PROBLEM TO WORK ON
In the records below, begin at the line containing "repository fa84e0b8b5d53f87" and end at the line containing "impl Runtime for"; quote every line in that span exactly, including both boundary lines, and no others.

─── RECORDED DATA

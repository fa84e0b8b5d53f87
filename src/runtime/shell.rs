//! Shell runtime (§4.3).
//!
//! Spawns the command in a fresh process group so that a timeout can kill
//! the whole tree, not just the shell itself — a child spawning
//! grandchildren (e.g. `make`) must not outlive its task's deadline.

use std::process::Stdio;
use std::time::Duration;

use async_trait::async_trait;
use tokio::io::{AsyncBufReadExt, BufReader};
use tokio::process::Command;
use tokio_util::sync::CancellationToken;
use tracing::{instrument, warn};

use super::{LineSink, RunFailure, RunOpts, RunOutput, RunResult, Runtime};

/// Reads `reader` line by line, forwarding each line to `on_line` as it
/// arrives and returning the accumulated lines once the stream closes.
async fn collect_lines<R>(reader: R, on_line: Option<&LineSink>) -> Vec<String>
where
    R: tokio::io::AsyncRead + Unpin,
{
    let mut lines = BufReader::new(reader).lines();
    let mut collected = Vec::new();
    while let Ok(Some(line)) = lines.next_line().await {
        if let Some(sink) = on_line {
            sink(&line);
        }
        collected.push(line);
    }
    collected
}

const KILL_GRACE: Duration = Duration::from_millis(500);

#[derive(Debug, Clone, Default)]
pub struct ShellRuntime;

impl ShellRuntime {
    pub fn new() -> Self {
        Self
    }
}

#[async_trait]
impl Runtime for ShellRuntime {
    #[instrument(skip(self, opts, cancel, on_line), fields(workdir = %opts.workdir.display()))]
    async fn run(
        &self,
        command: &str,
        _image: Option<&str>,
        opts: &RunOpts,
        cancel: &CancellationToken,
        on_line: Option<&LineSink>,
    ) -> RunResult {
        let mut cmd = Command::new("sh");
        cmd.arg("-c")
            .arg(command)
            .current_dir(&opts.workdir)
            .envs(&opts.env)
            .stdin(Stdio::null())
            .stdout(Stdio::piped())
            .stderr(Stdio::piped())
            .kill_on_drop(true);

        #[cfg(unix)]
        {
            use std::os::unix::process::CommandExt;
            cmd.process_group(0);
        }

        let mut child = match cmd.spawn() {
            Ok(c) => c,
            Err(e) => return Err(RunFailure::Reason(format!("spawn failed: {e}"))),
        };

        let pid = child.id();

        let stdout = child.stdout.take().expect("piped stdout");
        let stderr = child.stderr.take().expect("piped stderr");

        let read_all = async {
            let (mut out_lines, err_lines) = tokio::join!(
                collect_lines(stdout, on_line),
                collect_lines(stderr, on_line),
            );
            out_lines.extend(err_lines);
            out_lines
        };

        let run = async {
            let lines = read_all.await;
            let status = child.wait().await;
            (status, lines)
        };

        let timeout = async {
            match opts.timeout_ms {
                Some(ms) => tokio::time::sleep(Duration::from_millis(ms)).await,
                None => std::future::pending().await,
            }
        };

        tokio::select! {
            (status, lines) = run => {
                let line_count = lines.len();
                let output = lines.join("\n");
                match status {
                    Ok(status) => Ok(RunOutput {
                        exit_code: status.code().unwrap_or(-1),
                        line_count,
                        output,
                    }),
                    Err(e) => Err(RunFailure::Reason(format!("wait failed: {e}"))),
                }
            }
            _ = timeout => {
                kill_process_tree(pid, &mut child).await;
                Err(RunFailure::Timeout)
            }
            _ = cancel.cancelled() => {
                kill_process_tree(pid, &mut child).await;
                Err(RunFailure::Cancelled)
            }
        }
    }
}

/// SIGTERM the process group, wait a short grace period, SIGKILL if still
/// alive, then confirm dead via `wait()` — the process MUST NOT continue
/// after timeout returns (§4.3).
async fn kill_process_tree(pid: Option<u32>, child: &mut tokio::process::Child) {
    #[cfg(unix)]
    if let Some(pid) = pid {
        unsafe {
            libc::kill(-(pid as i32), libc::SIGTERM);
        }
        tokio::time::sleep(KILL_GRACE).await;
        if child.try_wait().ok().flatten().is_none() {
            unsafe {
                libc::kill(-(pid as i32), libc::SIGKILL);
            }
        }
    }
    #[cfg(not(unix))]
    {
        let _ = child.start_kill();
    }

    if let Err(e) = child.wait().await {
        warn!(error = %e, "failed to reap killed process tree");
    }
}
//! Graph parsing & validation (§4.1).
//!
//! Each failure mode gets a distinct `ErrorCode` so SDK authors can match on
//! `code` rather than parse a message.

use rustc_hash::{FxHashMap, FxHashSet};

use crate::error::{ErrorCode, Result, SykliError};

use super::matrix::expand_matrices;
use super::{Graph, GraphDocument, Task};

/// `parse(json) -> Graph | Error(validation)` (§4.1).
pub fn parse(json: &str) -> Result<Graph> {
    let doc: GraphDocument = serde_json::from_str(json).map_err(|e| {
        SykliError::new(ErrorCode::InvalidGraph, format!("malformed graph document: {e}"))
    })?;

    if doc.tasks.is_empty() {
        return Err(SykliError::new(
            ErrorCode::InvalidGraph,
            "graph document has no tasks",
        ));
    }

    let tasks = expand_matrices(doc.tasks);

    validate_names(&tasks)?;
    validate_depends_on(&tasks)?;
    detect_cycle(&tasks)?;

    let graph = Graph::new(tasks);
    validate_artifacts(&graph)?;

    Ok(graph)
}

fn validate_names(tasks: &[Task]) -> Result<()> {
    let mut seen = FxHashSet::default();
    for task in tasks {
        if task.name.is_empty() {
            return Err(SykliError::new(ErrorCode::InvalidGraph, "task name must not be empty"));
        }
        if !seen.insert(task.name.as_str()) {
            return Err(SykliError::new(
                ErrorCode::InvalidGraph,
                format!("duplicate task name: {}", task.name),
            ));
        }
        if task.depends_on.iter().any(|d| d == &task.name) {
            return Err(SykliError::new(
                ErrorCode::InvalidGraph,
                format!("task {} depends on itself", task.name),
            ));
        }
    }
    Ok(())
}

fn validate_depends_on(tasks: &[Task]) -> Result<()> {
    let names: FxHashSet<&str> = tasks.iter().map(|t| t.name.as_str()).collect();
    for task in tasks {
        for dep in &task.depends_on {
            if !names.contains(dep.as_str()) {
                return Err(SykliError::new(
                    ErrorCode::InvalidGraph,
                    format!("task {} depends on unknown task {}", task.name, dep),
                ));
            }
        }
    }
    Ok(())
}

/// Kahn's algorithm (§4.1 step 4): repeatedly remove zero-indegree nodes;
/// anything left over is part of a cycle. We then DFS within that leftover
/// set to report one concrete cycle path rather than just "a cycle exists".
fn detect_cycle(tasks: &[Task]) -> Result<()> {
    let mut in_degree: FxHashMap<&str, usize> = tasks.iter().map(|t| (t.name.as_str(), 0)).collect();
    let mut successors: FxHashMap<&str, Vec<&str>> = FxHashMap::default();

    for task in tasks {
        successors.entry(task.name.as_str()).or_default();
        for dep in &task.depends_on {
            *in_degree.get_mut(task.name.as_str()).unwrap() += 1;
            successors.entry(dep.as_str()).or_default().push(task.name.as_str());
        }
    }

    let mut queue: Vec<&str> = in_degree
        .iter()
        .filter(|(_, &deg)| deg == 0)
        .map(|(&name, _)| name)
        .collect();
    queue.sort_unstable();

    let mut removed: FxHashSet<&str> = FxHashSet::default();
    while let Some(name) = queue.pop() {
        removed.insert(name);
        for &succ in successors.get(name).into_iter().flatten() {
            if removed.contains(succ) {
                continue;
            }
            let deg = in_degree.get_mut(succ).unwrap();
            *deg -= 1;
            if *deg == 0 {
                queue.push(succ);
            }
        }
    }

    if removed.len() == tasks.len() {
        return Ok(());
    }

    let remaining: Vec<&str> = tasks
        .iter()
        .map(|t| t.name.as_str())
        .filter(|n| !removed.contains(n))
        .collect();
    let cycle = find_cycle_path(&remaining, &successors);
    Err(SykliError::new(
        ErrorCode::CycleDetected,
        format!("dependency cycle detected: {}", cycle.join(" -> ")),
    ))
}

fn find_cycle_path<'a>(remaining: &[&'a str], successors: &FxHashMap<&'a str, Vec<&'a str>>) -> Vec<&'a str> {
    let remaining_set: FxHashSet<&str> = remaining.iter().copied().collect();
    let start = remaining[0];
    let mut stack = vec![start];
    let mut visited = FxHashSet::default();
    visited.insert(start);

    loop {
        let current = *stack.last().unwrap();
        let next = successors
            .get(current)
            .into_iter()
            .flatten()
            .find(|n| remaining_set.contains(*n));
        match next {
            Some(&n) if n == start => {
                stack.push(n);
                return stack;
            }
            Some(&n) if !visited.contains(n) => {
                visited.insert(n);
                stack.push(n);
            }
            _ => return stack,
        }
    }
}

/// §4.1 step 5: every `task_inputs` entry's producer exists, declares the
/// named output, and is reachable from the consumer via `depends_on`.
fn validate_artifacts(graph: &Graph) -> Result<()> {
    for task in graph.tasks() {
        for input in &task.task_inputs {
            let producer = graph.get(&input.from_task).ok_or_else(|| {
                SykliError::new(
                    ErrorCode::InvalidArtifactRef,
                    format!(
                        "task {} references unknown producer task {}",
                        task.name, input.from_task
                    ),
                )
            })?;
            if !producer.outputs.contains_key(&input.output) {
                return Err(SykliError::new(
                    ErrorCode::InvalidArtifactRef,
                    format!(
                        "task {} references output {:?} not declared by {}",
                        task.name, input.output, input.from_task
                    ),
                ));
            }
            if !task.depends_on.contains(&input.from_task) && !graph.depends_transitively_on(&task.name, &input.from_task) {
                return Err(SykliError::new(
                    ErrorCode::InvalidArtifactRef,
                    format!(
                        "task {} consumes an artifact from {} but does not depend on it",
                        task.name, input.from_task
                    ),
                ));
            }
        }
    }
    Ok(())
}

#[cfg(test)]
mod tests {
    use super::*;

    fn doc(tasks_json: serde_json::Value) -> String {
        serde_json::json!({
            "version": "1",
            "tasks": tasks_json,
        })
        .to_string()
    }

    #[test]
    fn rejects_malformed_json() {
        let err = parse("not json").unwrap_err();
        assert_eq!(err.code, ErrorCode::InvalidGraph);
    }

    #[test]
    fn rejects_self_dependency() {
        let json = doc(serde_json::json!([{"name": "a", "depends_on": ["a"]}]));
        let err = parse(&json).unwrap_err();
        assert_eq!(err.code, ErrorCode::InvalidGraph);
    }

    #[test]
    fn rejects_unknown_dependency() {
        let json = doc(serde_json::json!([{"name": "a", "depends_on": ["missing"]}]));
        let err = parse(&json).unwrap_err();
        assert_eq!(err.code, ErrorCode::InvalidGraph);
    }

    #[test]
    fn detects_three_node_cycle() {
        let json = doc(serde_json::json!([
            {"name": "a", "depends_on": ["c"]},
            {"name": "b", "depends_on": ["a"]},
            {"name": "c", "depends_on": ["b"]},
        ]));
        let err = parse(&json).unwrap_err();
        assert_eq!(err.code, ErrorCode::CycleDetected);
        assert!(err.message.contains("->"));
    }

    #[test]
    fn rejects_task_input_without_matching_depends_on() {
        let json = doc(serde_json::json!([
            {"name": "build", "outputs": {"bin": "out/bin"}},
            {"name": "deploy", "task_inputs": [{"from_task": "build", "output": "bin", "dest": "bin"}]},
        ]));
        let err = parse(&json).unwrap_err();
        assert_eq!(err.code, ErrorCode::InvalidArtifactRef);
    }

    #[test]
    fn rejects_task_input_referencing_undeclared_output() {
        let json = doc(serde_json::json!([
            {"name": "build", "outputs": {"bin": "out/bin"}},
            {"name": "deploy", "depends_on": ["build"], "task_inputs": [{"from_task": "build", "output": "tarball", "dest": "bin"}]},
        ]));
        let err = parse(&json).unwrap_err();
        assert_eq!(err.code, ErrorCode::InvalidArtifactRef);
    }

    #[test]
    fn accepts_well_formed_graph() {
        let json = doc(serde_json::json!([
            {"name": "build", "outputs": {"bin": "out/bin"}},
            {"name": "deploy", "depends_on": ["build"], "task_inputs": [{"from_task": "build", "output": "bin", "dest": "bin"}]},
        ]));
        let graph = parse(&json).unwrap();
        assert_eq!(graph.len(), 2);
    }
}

──────
─── RECORDED DATA

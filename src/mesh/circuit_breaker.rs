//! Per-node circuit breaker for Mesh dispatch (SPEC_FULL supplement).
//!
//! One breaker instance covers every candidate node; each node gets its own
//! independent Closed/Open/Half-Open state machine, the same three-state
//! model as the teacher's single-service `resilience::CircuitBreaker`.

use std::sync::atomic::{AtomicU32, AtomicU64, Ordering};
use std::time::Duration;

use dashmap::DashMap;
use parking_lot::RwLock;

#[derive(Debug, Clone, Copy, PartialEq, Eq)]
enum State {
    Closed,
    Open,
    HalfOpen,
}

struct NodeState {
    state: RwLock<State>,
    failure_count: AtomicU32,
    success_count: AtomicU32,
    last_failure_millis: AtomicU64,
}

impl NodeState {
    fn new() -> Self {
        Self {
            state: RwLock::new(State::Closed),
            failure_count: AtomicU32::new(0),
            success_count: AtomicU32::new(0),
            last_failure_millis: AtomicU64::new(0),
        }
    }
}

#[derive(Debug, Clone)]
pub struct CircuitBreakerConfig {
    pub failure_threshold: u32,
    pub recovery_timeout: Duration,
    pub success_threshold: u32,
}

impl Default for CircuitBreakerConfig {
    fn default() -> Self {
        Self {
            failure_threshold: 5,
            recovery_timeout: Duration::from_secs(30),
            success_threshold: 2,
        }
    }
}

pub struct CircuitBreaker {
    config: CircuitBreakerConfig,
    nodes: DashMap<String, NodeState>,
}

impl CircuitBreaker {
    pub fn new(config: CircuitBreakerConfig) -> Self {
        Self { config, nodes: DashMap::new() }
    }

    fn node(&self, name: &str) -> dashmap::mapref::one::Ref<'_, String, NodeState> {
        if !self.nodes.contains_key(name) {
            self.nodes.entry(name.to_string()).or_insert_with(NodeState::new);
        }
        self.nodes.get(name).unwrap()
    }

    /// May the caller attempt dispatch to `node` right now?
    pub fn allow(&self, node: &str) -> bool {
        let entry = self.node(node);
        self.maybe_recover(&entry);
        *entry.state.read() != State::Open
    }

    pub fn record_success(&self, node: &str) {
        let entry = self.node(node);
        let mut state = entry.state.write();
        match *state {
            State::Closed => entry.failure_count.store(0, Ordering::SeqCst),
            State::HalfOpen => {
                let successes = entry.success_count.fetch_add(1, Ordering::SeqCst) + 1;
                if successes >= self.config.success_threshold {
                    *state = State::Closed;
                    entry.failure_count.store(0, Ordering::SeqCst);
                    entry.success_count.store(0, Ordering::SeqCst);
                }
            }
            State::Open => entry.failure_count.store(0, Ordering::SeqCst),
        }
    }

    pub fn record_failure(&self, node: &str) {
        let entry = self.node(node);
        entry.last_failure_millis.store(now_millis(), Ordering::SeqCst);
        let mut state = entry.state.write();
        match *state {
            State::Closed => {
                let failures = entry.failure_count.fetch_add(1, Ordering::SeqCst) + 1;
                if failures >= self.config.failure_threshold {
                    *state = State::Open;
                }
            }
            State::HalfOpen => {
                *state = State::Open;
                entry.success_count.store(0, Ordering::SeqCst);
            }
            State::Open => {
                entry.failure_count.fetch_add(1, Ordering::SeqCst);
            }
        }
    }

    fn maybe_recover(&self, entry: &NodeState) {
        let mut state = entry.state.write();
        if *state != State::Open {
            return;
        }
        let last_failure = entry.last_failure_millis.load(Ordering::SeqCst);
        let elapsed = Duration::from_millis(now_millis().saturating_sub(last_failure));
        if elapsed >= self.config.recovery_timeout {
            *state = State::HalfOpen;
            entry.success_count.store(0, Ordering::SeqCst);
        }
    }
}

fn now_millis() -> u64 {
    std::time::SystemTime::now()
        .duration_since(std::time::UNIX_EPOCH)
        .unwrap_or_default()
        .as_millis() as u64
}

──────
─── RECORDED DATA

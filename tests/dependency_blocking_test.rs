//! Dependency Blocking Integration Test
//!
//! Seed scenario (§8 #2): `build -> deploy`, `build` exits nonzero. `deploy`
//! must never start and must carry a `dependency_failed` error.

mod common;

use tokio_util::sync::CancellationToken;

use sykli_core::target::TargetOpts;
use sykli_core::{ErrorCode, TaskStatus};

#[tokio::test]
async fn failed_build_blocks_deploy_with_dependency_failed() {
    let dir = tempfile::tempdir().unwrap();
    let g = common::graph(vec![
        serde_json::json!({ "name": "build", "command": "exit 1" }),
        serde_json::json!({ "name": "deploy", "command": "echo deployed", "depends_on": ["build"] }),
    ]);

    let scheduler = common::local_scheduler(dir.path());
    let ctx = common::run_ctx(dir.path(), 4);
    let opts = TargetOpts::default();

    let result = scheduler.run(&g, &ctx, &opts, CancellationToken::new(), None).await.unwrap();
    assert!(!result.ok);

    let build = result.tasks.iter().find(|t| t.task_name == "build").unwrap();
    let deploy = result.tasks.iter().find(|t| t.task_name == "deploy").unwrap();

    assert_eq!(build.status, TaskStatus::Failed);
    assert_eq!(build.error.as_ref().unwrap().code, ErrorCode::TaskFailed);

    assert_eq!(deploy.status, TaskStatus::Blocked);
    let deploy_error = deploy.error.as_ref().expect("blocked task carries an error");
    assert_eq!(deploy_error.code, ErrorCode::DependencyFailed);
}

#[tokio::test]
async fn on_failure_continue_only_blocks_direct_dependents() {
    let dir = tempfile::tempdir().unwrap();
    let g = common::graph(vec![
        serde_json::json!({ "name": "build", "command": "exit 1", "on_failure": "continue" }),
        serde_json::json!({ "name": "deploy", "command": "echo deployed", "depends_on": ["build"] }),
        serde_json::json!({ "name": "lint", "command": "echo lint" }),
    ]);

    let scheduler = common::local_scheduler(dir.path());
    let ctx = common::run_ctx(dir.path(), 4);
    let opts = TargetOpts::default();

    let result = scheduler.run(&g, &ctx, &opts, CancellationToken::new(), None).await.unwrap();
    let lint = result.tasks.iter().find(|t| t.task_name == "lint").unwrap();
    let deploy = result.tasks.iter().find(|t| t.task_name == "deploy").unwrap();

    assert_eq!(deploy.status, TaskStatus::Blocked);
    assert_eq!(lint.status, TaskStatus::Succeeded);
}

──────

SOLVED EXERCISE
repository fa84e0b8b5d53f87
filename src/runtime/shell.rs
//! Shell runtime (§4.3).
//!
//! Spawns the command in a fresh process group so that a timeout can kill
//! the whole tree, not just the shell itself — a child spawning
//! grandchildren (e.g. `make`) must not outlive its task's deadline.

use std::process::Stdio;
use std::time::Duration;

use async_trait::async_trait;
use tokio::io::{AsyncBufReadExt, BufReader};
use tokio::process::Command;
use tokio_util::sync::CancellationToken;
use tracing::{instrument, warn};

use super::{LineSink, RunFailure, RunOpts, RunOutput, RunResult, Runtime};

/// Reads `reader` line by line, forwarding each line to `on_line` as it
/// arrives and returning the accumulated lines once the stream closes.
async fn collect_lines<R>(reader: R, on_line: Option<&LineSink>) -> Vec<String>
where
    R: tokio::io::AsyncRead + Unpin,
{
    let mut lines = BufReader::new(reader).lines();
    let mut collected = Vec::new();
    while let Ok(Some(line)) = lines.next_line().await {
        if let Some(sink) = on_line {
            sink(&line);
        }
        collected.push(line);
    }
    collected
}

const KILL_GRACE: Duration = Duration::from_millis(500);

#[derive(Debug, Clone, Default)]
pub struct ShellRuntime;

impl ShellRuntime {
    pub fn new() -> Self {
        Self
    }
}

#[async_trait]
impl Runtime for ShellRuntime {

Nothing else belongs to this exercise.